И пока он участвовал в бесконечных политических переговорах, осторожно отвоевывая формулировку каждой статьи нового договора, изображая Джеймса Мэдисона[74] перед этим странным подобием конституционного собрания, Спенсер, Саманта и Майя крутились вокруг, помогая ему, и Майя дарила ему самые незаметные улыбки, по которым он и только он видел ее одобрение и гордость за него. А потом, заряженный энергией, он тащился на приемы, где она смеялась над ним, стоя рядом и болтая с остальными, создавая с ним что-то вроде гармонии. Гармонии, черт возьми!
А потом, ночью, они целовались в душе, и было невозможно представить, что он ей не нравился.
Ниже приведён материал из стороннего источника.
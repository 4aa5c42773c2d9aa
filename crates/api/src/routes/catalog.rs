//! Read-only catalog listings for editors running away from the database.

use axum::{
    Json, Router,
    extract::{Path, State},
    routing::get,
};
use serde::{Deserialize, Serialize};
use storebooks_core::catalog::{Account, CashLocation, Counterparty, Store};
use storebooks_shared::types::{CompanyId, StoreId};

use crate::error::ApiError;
use crate::routes::journal::ensure_company;
use crate::{AppState, middleware::AuthRequester};

/// Creates the catalog routes (requires the identity middleware to be applied externally).
pub fn routes() -> Router<AppState> {
    Router::new()
        .route("/companies/{company_id}/accounts", get(list_accounts))
        .route("/companies/{company_id}/stores", get(list_stores))
        .route(
            "/companies/{company_id}/cash-locations",
            get(list_company_cash_locations),
        )
        .route(
            "/companies/{company_id}/stores/{store_id}/cash-locations",
            get(list_store_cash_locations),
        )
        .route(
            "/companies/{company_id}/counterparties",
            get(list_counterparties),
        )
}

/// Response for the account listing.
#[derive(Debug, Serialize, Deserialize)]
pub struct AccountsResponse {
    /// Accounts ordered by name.
    pub accounts: Vec<Account>,
}

/// Response for the store listing.
#[derive(Debug, Serialize, Deserialize)]
pub struct StoresResponse {
    /// Stores ordered by name.
    pub stores: Vec<Store>,
}

/// Response for a cash location listing.
#[derive(Debug, Serialize, Deserialize)]
pub struct CashLocationsResponse {
    /// Cash locations ordered by name.
    pub cash_locations: Vec<CashLocation>,
}

/// Response for the counterparty listing.
#[derive(Debug, Serialize, Deserialize)]
pub struct CounterpartiesResponse {
    /// Counterparties ordered by name.
    pub counterparties: Vec<Counterparty>,
}

/// GET `/companies/{company_id}/accounts`
async fn list_accounts(
    State(state): State<AppState>,
    auth: AuthRequester,
    Path(company_id): Path<CompanyId>,
) -> Result<Json<AccountsResponse>, ApiError> {
    ensure_company(&auth, company_id)?;
    let accounts = state.lookups.accounts(company_id).await?;
    Ok(Json(AccountsResponse { accounts }))
}

/// GET `/companies/{company_id}/stores`
async fn list_stores(
    State(state): State<AppState>,
    auth: AuthRequester,
    Path(company_id): Path<CompanyId>,
) -> Result<Json<StoresResponse>, ApiError> {
    ensure_company(&auth, company_id)?;
    let stores = state.lookups.stores(company_id).await?;
    Ok(Json(StoresResponse { stores }))
}

/// GET `/companies/{company_id}/cash-locations` - Every location of the company.
async fn list_company_cash_locations(
    State(state): State<AppState>,
    auth: AuthRequester,
    Path(company_id): Path<CompanyId>,
) -> Result<Json<CashLocationsResponse>, ApiError> {
    ensure_company(&auth, company_id)?;
    let cash_locations = state.lookups.cash_locations(company_id, None).await?;
    Ok(Json(CashLocationsResponse { cash_locations }))
}

/// GET `/companies/{company_id}/stores/{store_id}/cash-locations`
async fn list_store_cash_locations(
    State(state): State<AppState>,
    auth: AuthRequester,
    Path((company_id, store_id)): Path<(CompanyId, StoreId)>,
) -> Result<Json<CashLocationsResponse>, ApiError> {
    ensure_company(&auth, company_id)?;
    let cash_locations = state
        .lookups
        .cash_locations(company_id, Some(store_id))
        .await?;
    Ok(Json(CashLocationsResponse { cash_locations }))
}

/// GET `/companies/{company_id}/counterparties`
async fn list_counterparties(
    State(state): State<AppState>,
    auth: AuthRequester,
    Path(company_id): Path<CompanyId>,
) -> Result<Json<CounterpartiesResponse>, ApiError> {
    ensure_company(&auth, company_id)?;
    let counterparties = state.lookups.counterparties(company_id).await?;
    Ok(Json(CounterpartiesResponse { counterparties }))
}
Это было невыносимо. Неужели можно так легко обманывать даже тех, кто знал тебя лучше всех… неужели она должна быть настолько глупа… Осознавать это было отвратительнее, чем когда-либо. Насколько же скрытым может быть истинное лицо под феноменологической маской, думал он. В жизни они все время играли роли, как настоящие актеры, и никто не мог встретить истинную натуру другого человека, по крайней мере, теперь. За все эти годы они так вжились в роли, что их истинные лица атрофировались, отпали или стерлись. И все стали полыми внутри.
74
Джеймс Мэдисон (1751–1836) — четвертый президент США, сыгравший одну из ключевых ролей в становлении Конституции США.